The so-called Erbil agreement was formulated in Erbil to end a nine month dispute over who should run the government following disputed 2010 elections. It gave al-Maliki the right to form a government if he met certain conditions and gave his electoral opponents certain high powered jobs; basically it was a power sharing deal.
The fact that al-Maliki has done almost nothing to honour that deal doesn’t give his opponents much faith that he will change now.
“The various political blocs have listened to al-Maliki. But he and his alliance have only proved one thing: that they are good at procrastinating,” leading Kurdish MP, Shwan Mohammed Taha, says.

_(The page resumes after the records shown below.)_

//! Actor-based concurrency for an account
//!
//! Single-writer alternative to the lock-guarded [`Account`](crate::Account):
//! - One task owns the `AccountState`, so operations never contend on a lock
//! - Commit order is mailbox order
//! - Bounded mailbox gives backpressure to callers
//!
//! # Architecture
//!
//! ```text
//! ┌──────────────────────────────────────────────────────┐
//! │              AccountHandle (Clone)                    │
//! │         Sends messages to actor mailbox              │
//! └─────────────────────┬────────────────────────────────┘
//!                       │
//!                       │ mpsc::channel (bounded)
//!                       ▼
//! ┌──────────────────────────────────────────────────────┐
//! │              AccountActor (Single Task)               │
//! │        AccountState::apply_deposit / withdrawal       │
//! └─────────────────────┬────────────────────────────────┘
//!                       │
//!                       │ oneshot reply
//!                       ▼
//!                    caller
//! ```

use crate::{
    metrics::Metrics,
    state::AccountState,
    types::{
        AccountId, TransactionRecord, INITIAL_DEPOSIT_LABEL, STANDARD_DEPOSIT_LABEL,
        STANDARD_WITHDRAWAL_LABEL,
    },
    Error, Result,
};
use chrono::Utc;
use rust_decimal::Decimal;
use tokio::sync::{mpsc, oneshot};

/// Message sent to the account actor
#[derive(Debug)]
pub enum AccountMessage {
    /// Add funds
    Deposit {
        /// Amount to move
        amount: Decimal,
        /// History label
        label: String,
        /// Committed record or rejection
        response: oneshot::Sender<Result<TransactionRecord>>,
    },

    /// Remove funds
    Withdraw {
        /// Amount to move
        amount: Decimal,
        /// History label
        label: String,
        /// Committed record or rejection
        response: oneshot::Sender<Result<TransactionRecord>>,
    },

    /// Read balance
    GetBalance {
        /// Reply channel
        response: oneshot::Sender<Decimal>,
    },

    /// Read history snapshot
    GetHistory {
        /// Reply channel
        response: oneshot::Sender<Vec<TransactionRecord>>,
    },

    /// Shutdown actor
    Shutdown,
}

/// Actor that owns one account's state
#[derive(Debug)]
pub struct AccountActor {
    /// Account identifier (for logs)
    id: AccountId,

    /// Balance and history
    state: AccountState,

    /// Mailbox for incoming messages
    mailbox: mpsc::Receiver<AccountMessage>,

    /// Activity counters (optional)
    metrics: Option<Metrics>,
}

impl AccountActor {
    /// Create new actor
    pub fn new(id: AccountId, state: AccountState, mailbox: mpsc::Receiver<AccountMessage>) -> Self {
        Self {
            id,
            state,
            mailbox,
            metrics: None,
        }
    }

    /// Attach metrics collector
    pub fn with_metrics(mut self, metrics: Metrics) -> Self {
        metrics.set_history_length(self.state.len());
        self.metrics = Some(metrics);
        self
    }

    /// Run the actor event loop until shutdown or until every handle is dropped
    pub async fn run(mut self) {
        while let Some(msg) = self.mailbox.recv().await {
            match msg {
                AccountMessage::Shutdown => break,
                msg => self.handle_message(msg),
            }
        }

        tracing::debug!(
            account = %self.id,
            transactions = self.state.len(),
            "Account actor stopped"
        );
    }

    /// Handle a single message
    fn handle_message(&mut self, msg: AccountMessage) {
        match msg {
            AccountMessage::Deposit {
                amount,
                label,
                response,
            } => {
                let result = self
                    .state
                    .apply_deposit(amount, label, Utc::now())
                    .cloned();
                self.log_outcome(&result);
                let _ = response.send(result);
            }

            AccountMessage::Withdraw {
                amount,
                label,
                response,
            } => {
                let result = self
                    .state
                    .apply_withdrawal(amount, label, Utc::now())
                    .cloned();
                self.log_outcome(&result);
                let _ = response.send(result);
            }

            AccountMessage::GetBalance { response } => {
                let _ = response.send(self.state.balance());
            }

            AccountMessage::GetHistory { response } => {
                let _ = response.send(self.state.history().to_vec());
            }

            AccountMessage::Shutdown => {
                // Handled in main loop
            }
        }
    }

    fn log_outcome(&self, result: &Result<TransactionRecord>) {
        match result {
            Ok(record) => {
                tracing::debug!(
                    account = %self.id,
                    sequence = record.sequence,
                    kind = %record.kind,
                    amount = %record.amount,
                    balance = %record.resulting_balance,
                    "Transaction committed"
                );
                if let Some(metrics) = &self.metrics {
                    metrics.record_transaction(record.kind);
                    metrics.set_history_length(self.state.len());
                }
            }
            Err(e) => {
                tracing::warn!(account = %self.id, error = %e, "Transaction rejected");
                if let Some(metrics) = &self.metrics {
                    metrics.record_rejection(e);
                }
            }
        }
    }
}

/// Handle for sending messages to the actor
#[derive(Debug, Clone)]
pub struct AccountHandle {
    id: AccountId,
    sender: mpsc::Sender<AccountMessage>,
}

impl AccountHandle {
    /// Create new handle
    pub fn new(id: AccountId, sender: mpsc::Sender<AccountMessage>) -> Self {
        Self { id, sender }
    }

    /// Account identifier
    pub fn id(&self) -> &AccountId {
        &self.id
    }

    /// Deposit with the standard label
    pub async fn deposit(&self, amount: Decimal) -> Result<TransactionRecord> {
        self.deposit_with_label(amount, STANDARD_DEPOSIT_LABEL).await
    }

    /// Deposit with a custom history label
    pub async fn deposit_with_label(
        &self,
        amount: Decimal,
        label: impl Into<String>,
    ) -> Result<TransactionRecord> {
        let (tx, rx) = oneshot::channel();
        self.send(AccountMessage::Deposit {
            amount,
            label: label.into(),
            response: tx,
        })
        .await?;

        rx.await
            .map_err(|_| Error::Concurrency("Response channel closed".to_string()))?
    }

    /// Withdraw with the standard label
    pub async fn withdraw(&self, amount: Decimal) -> Result<TransactionRecord> {
        self.withdraw_with_label(amount, STANDARD_WITHDRAWAL_LABEL).await
    }

    /// Withdraw with a custom history label
    pub async fn withdraw_with_label(
        &self,
        amount: Decimal,
        label: impl Into<String>,
    ) -> Result<TransactionRecord> {
        let (tx, rx) = oneshot::channel();
        self.send(AccountMessage::Withdraw {
            amount,
            label: label.into(),
            response: tx,
        })
        .await?;

        rx.await
            .map_err(|_| Error::Concurrency("Response channel closed".to_string()))?
    }

    /// Current balance
    pub async fn balance(&self) -> Result<Decimal> {
        let (tx, rx) = oneshot::channel();
        self.send(AccountMessage::GetBalance { response: tx }).await?;

        rx.await
            .map_err(|_| Error::Concurrency("Response channel closed".to_string()))
    }

    /// Snapshot of the history in commit order
    pub async fn history(&self) -> Result<Vec<TransactionRecord>> {
        let (tx, rx) = oneshot::channel();
        self.send(AccountMessage::GetHistory { response: tx }).await?;

        rx.await
            .map_err(|_| Error::Concurrency("Response channel closed".to_string()))
    }

    /// Shutdown actor
    pub async fn shutdown(&self) -> Result<()> {
        self.send(AccountMessage::Shutdown).await
    }

    async fn send(&self, msg: AccountMessage) -> Result<()> {
        self.sender
            .send(msg)
            .await
            .map_err(|_| Error::Concurrency("Actor mailbox closed".to_string()))
    }
}

/// Open an account owned by a new actor task.
///
/// The initial deposit follows the same rule as
/// [`Account::open`](crate::Account::open): a non-positive amount leaves the
/// account empty but still running.
///
/// # Panics
///
/// Panics if called outside a Tokio runtime.
pub fn spawn_account_actor(
    id: impl Into<AccountId>,
    initial_amount: Decimal,
    mailbox_capacity: usize,
) -> AccountHandle {
    spawn_account_actor_with_metrics(id, initial_amount, mailbox_capacity, None)
}

/// Like [`spawn_account_actor`], counting activity into `metrics` when given.
///
/// # Panics
///
/// Panics if called outside a Tokio runtime.
pub fn spawn_account_actor_with_metrics(
    id: impl Into<AccountId>,
    initial_amount: Decimal,
    mailbox_capacity: usize,
    metrics: Option<Metrics>,
) -> AccountHandle {
    let id = id.into();
    let mut state = AccountState::new();

    if let Err(e) = state.apply_deposit(initial_amount, INITIAL_DEPOSIT_LABEL, Utc::now()) {
        tracing::warn!(account = %id, error = %e, "Account opened without initial funding");
    }

    let (tx, rx) = mpsc::channel(mailbox_capacity.max(1)); // Bounded channel for backpressure
    let mut actor = AccountActor::new(id.clone(), state, rx);
    if let Some(metrics) = metrics {
        actor = actor.with_metrics(metrics);
    }

    tokio::spawn(async move {
        actor.run().await;
    });

    AccountHandle::new(id, tx)
}

#[cfg(test)]
mod tests {
    use super::*;
    use crate::types::TransactionKind;
    use rust_decimal_macros::dec;

    #[tokio::test]
    async fn test_actor_spawn_and_shutdown() {
        let handle = spawn_account_actor("S-1", dec!(10), 16);
        handle.shutdown().await.unwrap();
    }

    #[tokio::test]
    async fn test_actor_deposit_and_withdraw() {
        let handle = spawn_account_actor("S-1", dec!(1000.00), 16);

        handle.deposit(dec!(250.50)).await.unwrap();
        let record = handle.withdraw(dec!(125.00)).await.unwrap();
        assert_eq!(record.kind, TransactionKind::Withdrawal);
        assert_eq!(record.sequence, 3);

        assert_eq!(handle.balance().await.unwrap(), dec!(1125.50));

        let err = handle.withdraw(dec!(5000.00)).await.unwrap_err();
        assert!(matches!(err, Error::InsufficientFunds { .. }));
        assert_eq!(handle.history().await.unwrap().len(), 3);

        handle.shutdown().await.unwrap();
    }

    #[tokio::test]
    async fn test_actor_invalid_initial_deposit() {
        let handle = spawn_account_actor("S-2", Decimal::ZERO, 16);

        assert_eq!(handle.balance().await.unwrap(), Decimal::ZERO);
        assert!(handle.history().await.unwrap().is_empty());

        handle.shutdown().await.unwrap();
    }

    #[tokio::test]
    async fn test_actor_metrics_follow_activity() {
        let metrics = Metrics::new().unwrap();
        let handle =
            spawn_account_actor_with_metrics("S-5", dec!(100), 16, Some(metrics.clone()));

        handle.deposit(dec!(1)).await.unwrap();
        handle.withdraw(dec!(2)).await.unwrap();
        handle.withdraw(dec!(500)).await.unwrap_err();
        handle.deposit(dec!(0)).await.unwrap_err();

        // Replies are sent after the counters are updated
        assert_eq!(metrics.deposits_total.get(), 1);
        assert_eq!(metrics.withdrawals_total.get(), 1);
        assert_eq!(
            metrics
                .rejections_total
                .with_label_values(&["insufficient_funds"])
                .get(),
            1
        );
        assert_eq!(
            metrics
                .rejections_total
                .with_label_values(&["invalid_amount"])
                .get(),
            1
        );
        assert_eq!(metrics.history_length.get(), 3);

        handle.shutdown().await.unwrap();
    }

    #[tokio::test]
    async fn test_handle_after_shutdown() {
        let handle = spawn_account_actor("S-3", dec!(1), 16);
        handle.shutdown().await.unwrap();

        // Give the actor a chance to exit and drop its receiver
        tokio::time::sleep(std::time::Duration::from_millis(50)).await;

        let err = handle.deposit(dec!(1)).await.unwrap_err();
        assert!(matches!(err, Error::Concurrency(_)));
    }

    #[tokio::test(flavor = "multi_thread", worker_threads = 4)]
    async fn test_concurrent_handles_serialize() {
        let handle = spawn_account_actor("S-4", dec!(10.00), 8);

        let tasks: Vec<_> = (0..20)
            .map(|_| {
                let handle = handle.clone();
                tokio::spawn(async move { handle.withdraw(dec!(1.00)).await.is_ok() })
            })
            .collect();

        let mut successes = 0;
        for task in tasks {
            if task.await.unwrap() {
                successes += 1;
            }
        }

        assert_eq!(successes, 10);
        assert_eq!(handle.balance().await.unwrap(), Decimal::ZERO);

        let history = handle.history().await.unwrap();
        assert_eq!(history.len(), 11);
        AccountState::replay(history).unwrap();

        handle.shutdown().await.unwrap();
    }
}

And Taha thinks the Iraqi people feel the same. “Last year al-Maliki promised them he would reform during the 100 day deadline he set. Al-Maliki was well aware that these reforms would require years. The aim was simply to silence the masses who were protesting,” Taha points out.
Al-Maliki’s 100 day deadline came in late February of 2011 in response to popular protests that saw thousands of ordinary Iraqis take to the streets to demand better state services, like electricity, and more job opportunities.
Meanwhile cleric Muqtada al-Sadr, who leads the multi-million-member Sadrist movement with whom the al-Ahrar political bloc is affiliated, has been somewhat more conciliatory. Although the Sadrists were convinced enough by the other opposition parties to become part of the effort to unseat al-Maliki, they also remain an important part of al-Maliki’s ruling coalition.
“We hope that the reform committee is an impartial one,” al-Sadr says. “And that it does not only serve al-Maliki’s interests. I also hope that al-Maliki is serious about implementing these reforms before the parties seeking to withdraw confidence from him finish their work. Because if they succeed, then it would be too late for him to achieve anything.”
Al-Sadr’s words have left some analysts scratching their heads. Because firstly they suggest he welcomes the reform committee idea. And this is despite the fact that his political affiliates have said they will continue to back the efforts to oust al-Maliki. At the same time, the statement indicates that the politically savvy al-Sadr doesn’t completely trust al-Maliki either.
As one politician, who is part of the opposition movement against al-Maliki and who preferred to remain anonymous put it: “I am now afraid that our request for questioning and attempts to withdraw confidence from al-Maliki will fail. Then we will be obliged to accept the promises on reform made by al-Maliki - despite the fact that nobody in Iraq trusts him to keep these promises.”
In response, MP Saad al-Matlabi, who is a member of Iraqi Prime Minister Nouri al-Maliki’s ruling coalition, insisted that his bloc was serious about the proposed reforms - “provided there is a comprehensive national dialogue involving all parties and which is not boycotted by any party,” al-Matlabi concluded.